--- START ---
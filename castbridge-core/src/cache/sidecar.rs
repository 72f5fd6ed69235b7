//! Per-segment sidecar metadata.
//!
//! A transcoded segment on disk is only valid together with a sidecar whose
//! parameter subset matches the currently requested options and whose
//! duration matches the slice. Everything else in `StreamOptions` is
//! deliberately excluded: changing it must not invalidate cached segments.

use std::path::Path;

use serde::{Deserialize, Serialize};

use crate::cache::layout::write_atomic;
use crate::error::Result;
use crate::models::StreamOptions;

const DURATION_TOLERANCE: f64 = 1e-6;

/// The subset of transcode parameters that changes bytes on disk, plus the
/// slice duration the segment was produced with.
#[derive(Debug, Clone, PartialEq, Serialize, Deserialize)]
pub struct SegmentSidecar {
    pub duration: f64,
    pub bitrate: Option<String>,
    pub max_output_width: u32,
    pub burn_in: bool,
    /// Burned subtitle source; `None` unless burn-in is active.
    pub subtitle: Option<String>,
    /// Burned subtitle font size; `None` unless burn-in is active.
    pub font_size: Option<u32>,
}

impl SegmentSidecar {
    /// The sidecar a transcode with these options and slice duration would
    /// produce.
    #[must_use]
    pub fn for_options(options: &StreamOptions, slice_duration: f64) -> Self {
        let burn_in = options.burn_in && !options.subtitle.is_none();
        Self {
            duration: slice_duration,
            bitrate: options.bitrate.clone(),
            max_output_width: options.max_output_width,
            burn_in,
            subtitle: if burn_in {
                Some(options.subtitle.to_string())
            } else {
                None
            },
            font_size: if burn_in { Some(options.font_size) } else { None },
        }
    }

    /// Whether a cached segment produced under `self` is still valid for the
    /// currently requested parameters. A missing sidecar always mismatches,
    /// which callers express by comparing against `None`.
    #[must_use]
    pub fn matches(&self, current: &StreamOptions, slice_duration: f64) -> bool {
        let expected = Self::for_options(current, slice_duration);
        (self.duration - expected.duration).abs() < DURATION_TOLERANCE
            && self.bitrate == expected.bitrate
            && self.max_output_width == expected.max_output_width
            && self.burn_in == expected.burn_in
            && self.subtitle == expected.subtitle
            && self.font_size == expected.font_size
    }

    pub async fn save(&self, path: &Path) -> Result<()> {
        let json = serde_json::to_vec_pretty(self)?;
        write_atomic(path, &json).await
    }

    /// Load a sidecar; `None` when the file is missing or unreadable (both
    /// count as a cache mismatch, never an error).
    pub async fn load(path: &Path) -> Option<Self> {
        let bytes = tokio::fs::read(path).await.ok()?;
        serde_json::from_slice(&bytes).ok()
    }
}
--- END ---
What to produce >> Repeat all the records. Match each line exactly.

The answer >>
filename castbridge-core/src/cache/sidecar.rs
repository 72f5fd6ed69235b7
//! Per-segment sidecar metadata.
//!
//! A transcoded segment on disk is only valid together with a sidecar whose
//! parameter subset matches the currently requested options and whose
//! duration matches the slice. Everything else in `StreamOptions` is
//! deliberately excluded: changing it must not invalidate cached segments.

use std::path::Path;

use serde::{Deserialize, Serialize};

use crate::cache::layout::write_atomic;
use crate::error::Result;
use crate::models::StreamOptions;

const DURATION_TOLERANCE: f64 = 1e-6;

/// The subset of transcode parameters that changes bytes on disk, plus the
/// slice duration the segment was produced with.
#[derive(Debug, Clone, PartialEq, Serialize, Deserialize)]
pub struct SegmentSidecar {
    pub duration: f64,
    pub bitrate: Option<String>,
    pub max_output_width: u32,
    pub burn_in: bool,
    /// Burned subtitle source; `None` unless burn-in is active.
    pub subtitle: Option<String>,
    /// Burned subtitle font size; `None` unless burn-in is active.
    pub font_size: Option<u32>,
}

impl SegmentSidecar {
    /// The sidecar a transcode with these options and slice duration would
    /// produce.
    #[must_use]
    pub fn for_options(options: &StreamOptions, slice_duration: f64) -> Self {
        let burn_in = options.burn_in && !options.subtitle.is_none();
        Self {
            duration: slice_duration,
            bitrate: options.bitrate.clone(),
            max_output_width: options.max_output_width,
            burn_in,
            subtitle: if burn_in {
                Some(options.subtitle.to_string())
            } else {
                None
            },
            font_size: if burn_in { Some(options.font_size) } else { None },
        }
    }

    /// Whether a cached segment produced under `self` is still valid for the
    /// currently requested parameters. A missing sidecar always mismatches,
    /// which callers express by comparing against `None`.
    #[must_use]
    pub fn matches(&self, current: &StreamOptions, slice_duration: f64) -> bool {
        let expected = Self::for_options(current, slice_duration);
        (self.duration - expected.duration).abs() < DURATION_TOLERANCE
            && self.bitrate == expected.bitrate
            && self.max_output_width == expected.max_output_width
            && self.burn_in == expected.burn_in
            && self.subtitle == expected.subtitle
            && self.font_size == expected.font_size
    }

    pub async fn save(&self, path: &Path) -> Result<()> {
        let json = serde_json::to_vec_pretty(self)?;
        write_atomic(path, &json).await
    }

    /// Load a sidecar; `None` when the file is missing or unreadable (both
    /// count as a cache mismatch, never an error).
    pub async fn load(path: &Path) -> Option<Self> {
        let bytes = tokio::fs::read(path).await.ok()?;
        serde_json::from_slice(&bytes).ok()
    }
}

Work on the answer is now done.